I have a few things I would like to talk about in this letter.

Firstly, my health. Since no one is bothering to do anything about it, I am not sure what to do. I am not asking you to “cure” me or treat me for my symptoms, I’m asking for help on how to cope as it does affect me in other ways. It’s very hard being so poorly, and it affects my mental state as well. My symptoms are as follows, so you know what is going on physically. They do point towards Chronic Fatigue Syndrome/Myalgic Encephalomyelitis but no one is doing much of anything right now;
  • Fatigue
  • Loss of memory and concentration
  • Sore throat
  • Widespread pain
  • Unexplained muscle pain
  • Pain that moves from one joint to another without swelling or redness
  • Headaches
  • Unrefreshed sleep
  • Extreme exhaustion lasting more than 24 hours after physical or mental exercise
  • Abdominal pain
  • Sensitivities to foods, odours, medications and noise
  • Bloating
  • Chest pain
  • Dizziness and balance problems
  • Dry mouth
  • Earache
  • Irregular heartbeat/Palpitations
  • Jaw pain
  • Nausea
  • Hair loss
  • Muscle twitches
  • Weakness
  • Chills and night sweats
  • Shortness of breath
  • Tingling sensations
  • Visual disturbances
  • Weight loss
  • Feeling of having a fever

These symptoms affect my emotional state daily. I feel depressed and low because of how poorly I have been, and still am. I feel very upset that people are minimizing how ill I am, or are saying it is in my head, this includes doctors. It makes me feel anxious because I do not know what is wrong, and no one is bothering to help me find out. I do get mood swings because of it, though even before I was poorly, I had mood swings then, but it seems to be more prone now. I would also like to tell you about this because if I do go on medication, you’ll need to know how unwell I am and the risk of feeling worse, which I really do not want.

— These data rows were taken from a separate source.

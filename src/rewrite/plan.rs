//! Rewriting import paths across a set of files.
//!
//! A [`RewritePlan`] is computed for every file before any file is written,
//! so a file that fails to scan leaves the whole tree untouched.

use std::path::{Path, PathBuf};

use anyhow::{Context, Result};
use walkdir::WalkDir;

use crate::rewrite::imports::{scan_imports, ImportParseError};
use crate::rewrite::qualify::rewrite_import_path;
use crate::util::fs::{read_to_string, write_string};

/// A pending change to one file.
#[derive(Debug, Clone)]
pub struct FileRewrite {
    pub path: PathBuf,
    pub original: String,
    pub rewritten: String,
}

/// Every change a rewrite pass will make.
#[derive(Debug, Default)]
pub struct RewritePlan {
    files: Vec<FileRewrite>,
}

impl RewritePlan {
    /// Plan the rewrite of the given files.
    pub fn for_files<S: AsRef<str>>(files: &[PathBuf], proj: &str, deps: &[S]) -> Result<Self> {
        let mut plan = RewritePlan::default();

        for path in files {
            let original = read_to_string(path)?;
            let name = path.display().to_string();

            if let Some(rewritten) = rewrite_source(&name, &original, proj, deps)? {
                tracing::debug!("will rewrite {}", path.display());
                plan.files.push(FileRewrite {
                    path: path.clone(),
                    original,
                    rewritten,
                });
            }
        }

        Ok(plan)
    }

    /// Plan the rewrite of every Go file below `dir`.
    pub fn for_tree<S: AsRef<str>>(dir: &Path, proj: &str, deps: &[S]) -> Result<Self> {
        Self::for_files(&go_files(dir)?, proj, deps)
    }

    /// Files that will change.
    pub fn files(&self) -> &[FileRewrite] {
        &self.files
    }

    pub fn is_empty(&self) -> bool {
        self.files.is_empty()
    }

    /// Write every changed file, returning how many were written.
    pub fn apply(&self) -> Result<usize> {
        for file in &self.files {
            write_string(&file.path, &file.rewritten)?;
        }
        Ok(self.files.len())
    }
}

/// Rewrite the import literals of one source text.
///
/// Returns `None` when no import changes. Everything outside the rewritten
/// literals is preserved byte for byte.
pub fn rewrite_source<S: AsRef<str>>(
    name: &str,
    text: &str,
    proj: &str,
    deps: &[S],
) -> Result<Option<String>, ImportParseError> {
    let specs = scan_imports(name, text)?;

    let mut out = text.to_string();
    let mut changed = false;
    for spec in specs.iter().rev() {
        let path = rewrite_import_path(&spec.path, proj, deps);
        if path != spec.path {
            out.replace_range(spec.span.clone(), &spec.literal(&path));
            changed = true;
        }
    }

    Ok(changed.then_some(out))
}

/// Go source files below `dir`, sorted.
///
/// `testdata` and dot directories are skipped like the go tool does, but
/// underscore directories are entered so vendored sources are included.
pub fn go_files(dir: &Path) -> Result<Vec<PathBuf>> {
    let mut files = Vec::new();

    let walker = WalkDir::new(dir).sort_by_file_name().into_iter().filter_entry(|e| {
        if e.depth() == 0 || !e.file_type().is_dir() {
            return true;
        }
        let name = e.file_name().to_string_lossy();
        name != "testdata" && !name.starts_with('.')
    });

    for entry in walker {
        let entry = entry.with_context(|| format!("failed to walk {}", dir.display()))?;
        let is_go = entry.path().extension().is_some_and(|ext| ext == "go");
        if entry.file_type().is_file() && is_go {
            files.push(entry.into_path());
        }
    }

    Ok(files)
}

/// Rewrite every Go file below `dir`.
pub fn rewrite_tree<S: AsRef<str>>(dir: &Path, proj: &str, deps: &[S]) -> Result<usize> {
    RewritePlan::for_tree(dir, proj, deps)?.apply()
}

/// Rewrite the given files.
pub fn rewrite_files<S: AsRef<str>>(files: &[PathBuf], proj: &str, deps: &[S]) -> Result<usize> {
    RewritePlan::for_files(files, proj, deps)?.apply()
}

I am also on Tramadol, which you know, and paracetamol. So this may cause interactions with other medications if it is decided I go on them.

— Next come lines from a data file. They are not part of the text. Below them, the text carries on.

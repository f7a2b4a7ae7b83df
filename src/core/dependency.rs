//! Dependency - an external package pinned to a VCS revision.
//!
//! Only `ImportPath`, `Comment` and `Rev` are persisted in the manifest.
//! The remaining fields describe where the dependency was found on disk
//! and are filled in by the resolver for the duration of one invocation.

use std::path::{Path, PathBuf};

use serde::{Deserialize, Serialize};

use crate::vcs::VcsKind;

/// A dependency of the project.
#[derive(Debug, Clone, Default, Serialize, Deserialize)]
#[serde(rename_all = "PascalCase")]
pub struct Dependency {
    /// Import path of the package
    pub import_path: String,

    /// Tag or description of the revision
    #[serde(default, skip_serializing_if = "String::is_empty")]
    pub comment: String,

    /// VCS-specific revision identifier
    #[serde(default)]
    pub rev: String,

    /// Import path of the repository root
    #[serde(skip)]
    pub root: String,

    /// GOPATH workspace the package was found in
    #[serde(skip)]
    pub ws: PathBuf,

    /// Directory of the package sources
    #[serde(skip)]
    pub dir: PathBuf,

    /// Version control system of the repository
    #[serde(skip)]
    pub vcs: Option<VcsKind>,
}

impl Dependency {
    /// Create a dependency with just an import path and revision.
    pub fn new(import_path: impl Into<String>, rev: impl Into<String>) -> Self {
        Dependency {
            import_path: import_path.into(),
            rev: rev.into(),
            ..Default::default()
        }
    }

    /// Set the tag or description of the revision.
    pub fn with_comment(mut self, comment: impl Into<String>) -> Self {
        self.comment = comment.into();
        self
    }

    /// Set the repository root import path.
    pub fn with_root(mut self, root: impl Into<String>) -> Self {
        self.root = root.into();
        self
    }

    /// Set where the dependency was found on disk.
    pub fn with_location(mut self, ws: impl Into<PathBuf>, dir: impl Into<PathBuf>) -> Self {
        self.ws = ws.into();
        self.dir = dir.into();
        self
    }

    /// Set the version control system.
    pub fn with_vcs(mut self, vcs: VcsKind) -> Self {
        self.vcs = Some(vcs);
        self
    }

    /// Path of the package directory relative to its workspace `src` dir.
    pub fn src_relative_dir(&self) -> Option<&Path> {
        self.dir.strip_prefix(self.ws.join("src")).ok()
    }
}

impl PartialEq for Dependency {
    fn eq(&self, other: &Self) -> bool {
        self.import_path == other.import_path
    }
}

impl Eq for Dependency {}

/// Check whether `path` equals one of `prefixes` or lies beneath one of them.
pub fn contains_path_prefix<S: AsRef<str>>(prefixes: &[S], path: &str) -> bool {
    prefixes.iter().any(|p| is_path_or_sub_path(path, p.as_ref()))
}

/// Check whether `path` equals `base` or is a sub-path of it.
pub fn is_path_or_sub_path(path: &str, base: &str) -> bool {
    path == base || is_sub_path(path, base)
}

/// Check whether `path` lies strictly beneath `base`.
pub fn is_sub_path(path: &str, base: &str) -> bool {
    path.len() > base.len() && path.starts_with(base) && path.as_bytes()[base.len()] == b'/'
}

I would like to talk about my mother. I feel she does not care very much about me, not like she should. She has and still is neglectful and abusive to me. This is worse when she is drinking. I feel her capacity to be a mother to me has greatly decreased. I feel I am not wanted or cared for in this house. I feel Charlotte is the favorite as well, and always have done. Her alcohol has really affected our relationship; however, it never really was existent. She is very insensitive and misunderstands so much going on with me right now. She is also, as you know, expecting me to go to college and she fails to realize just how much of a challenge that will be, not just mentally. I feel as if she doesn’t care how poorly I am, physically and mentally. It hurts. It really hurts.

My sister is no different. She’s worse if anything. She is very abusive towards me. I hate it. It stings so much. She behaves so awfully. I really don’t feel she is anything to me, especially not a sister.

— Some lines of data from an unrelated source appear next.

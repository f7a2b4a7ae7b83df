//! `deppy save` command

use anyhow::Result;

use crate::cli::SaveArgs;
use crate::GlobalOptions;
use deppy::ops::{save, SaveOptions};
use deppy::util::fs::relative_path;
use deppy::util::{GlobalContext, Status};

pub fn execute(args: SaveArgs, global_opts: &GlobalOptions) -> Result<()> {
    let shell = &global_opts.shell;
    let ctx = GlobalContext::new()?;

    if args.copy {
        shell.warn("flag --copy is deprecated: sources are always copied");
    }

    let opts = SaveOptions {
        packages: args.packages,
        rewrite: args.rewrite.unwrap_or(ctx.config().rewrite_by_default()),
    };

    let loader = ctx.package_loader()?;

    let spinner = shell.spinner("Resolving dependencies...");
    let result = save(ctx.cwd(), &loader, &opts);
    spinner.finish_and_clear();
    let report = result?;

    for dep in &report.removed {
        shell.status(Status::Removed, &dep.import_path);
    }
    if report.rewritten > 0 {
        let noun = if report.rewritten == 1 { "file" } else { "files" };
        shell.status(Status::Rewrote, format!("{} {}", report.rewritten, noun));
    }

    let count = report.manifest.deps.len();
    let manifest_path = relative_path(ctx.cwd(), &report.manifest_path);
    let noun = if count == 1 { "dependency" } else { "dependencies" };
    shell.status(
        Status::Saved,
        format!("{} {} to {}", count, noun, manifest_path.display()),
    );

    Ok(())
}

I am willing to take medications if it will make at least one battle easier, I realize my mental state is awful right now and something needs to be done. I am afraid, to say the least though.

I am willing to work with you over the next year, or however long needed. I will try very hard not to “fire” you and run away.

I would like to know what to do regarding college, and regarding the next year. My mother is only worried about money income. She also thinks I won’t ever go if I don’t go this September. This is unfair; I realize I have a lot of struggles and battles, people have hardly any faith or trust in me, but it is my choice, and I feel I need to take the year off to get myself sorted out. I need my health sorted out, both inside and outside.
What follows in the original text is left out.